Mary Townsend (1822 – 31 December 1869) was an artist and an early English settler in Canterbury, New Zealand.

Townsend emigrated to Canterbury from England in 1850 with her parents, nine siblings and a cousin. Her father was James Townsend (1788–1866), whose first home in Canterbury gave its name to the Christchurch suburb of Ferrymead. They arrived at Lyttelton on the Cressy, one of Canterbury's First Four Ships. She had already had some years of art training in England before emigrating, and on arrival she continued to paint. She specialised in portraits, and her portrait of the Chairman of the Colonists' Association (her husband, Dr Donald) was exhibited in Christchurch in 1852. Townsend also produced drawings and watercolours of Lyttelton, one of which was used to illustrate the Canterbury Association's Canterbury Papers 1850–1851. In 1870, Townsend's work was included in the first art exhibition held in Christchurch, staged by the Canterbury Provincial Council and held at a temporary annex of the Canterbury Museum.
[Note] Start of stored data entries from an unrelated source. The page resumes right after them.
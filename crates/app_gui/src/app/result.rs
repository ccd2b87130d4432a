//! Result overlay: the captured still and one guess at a time.

use super::{UiApp, fatal};
use eframe::egui;

pub(super) enum ResultAction {
    Wrong,
    Done,
}

impl UiApp {
    pub(super) fn render_result_overlay(&mut self, ctx: &egui::Context) {
        let Some(screen) = self.result.as_ref() else {
            return;
        };
        let display = screen.presenter.current();
        let mut action = None;

        egui::TopBottomPanel::bottom("result-controls")
            .frame(egui::Frame::NONE.fill(egui::Color32::from_black_alpha(220)).inner_margin(16.0))
            .show(ctx, |ui| {
                ui.vertical_centered(|ui| {
                    if let Some(display) = &display {
                        ui.label(
                            egui::RichText::new(&display.confidence_text)
                                .size(44.0)
                                .strong()
                                .color(egui::Color32::WHITE),
                        );
                        ui.label(
                            egui::RichText::new(&display.label)
                                .size(22.0)
                                .color(egui::Color32::LIGHT_GRAY),
                        );
                    }
                    ui.add_space(12.0);
                    ui.horizontal(|ui| {
                        if ui.button(egui::RichText::new("Wrong").size(18.0)).clicked() {
                            action = Some(ResultAction::Wrong);
                        }
                        if ui.button(egui::RichText::new("Done").size(18.0)).clicked() {
                            action = Some(ResultAction::Done);
                        }
                    });
                });
            });

        egui::CentralPanel::default()
            .frame(egui::Frame::NONE.fill(egui::Color32::BLACK))
            .show(ctx, |ui| {
                ui.centered_and_justified(|ui| {
                    let still = egui::load::SizedTexture::from_handle(&screen.still);
                    ui.add(egui::Image::from_texture(still).shrink_to_fit());
                });
            });

        if let Some(action) = action {
            self.apply_result_action(action);
        }
    }

    pub(super) fn apply_result_action(&mut self, action: ResultAction) {
        let Some(screen) = self.result.as_mut() else {
            return;
        };
        let outcome = match action {
            ResultAction::Wrong => screen.presenter.advance(&mut self.controller),
            ResultAction::Done => screen.presenter.dismiss(&mut self.controller),
        };
        if let Err(e) = outcome {
            fatal(e);
        }
        if screen.presenter.is_dismissed() {
            self.close_result();
        }
    }
}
Fellow settler Charlotte Godley commissioned Townsend to paint a portrait of her husband John Godley, the Chief Agent of the Canterbury Association, and another of their infant son, Arthur. The portrait of Arthur Godley is in the collection of Canterbury Museum, while the Christchurch Art Gallery holds the painting of John Godley.

On 20 November 1851 she married William Donald, Medical Officer of Health for Lyttelton. Her elder sister Frances married William John Warburton Hamilton in 1855. Mary Donald suffered an attack of paralysis in mid-1867 and never fully recovered. She died from another episode on 31 December 1869. She was buried at Lyttelton Cemetery.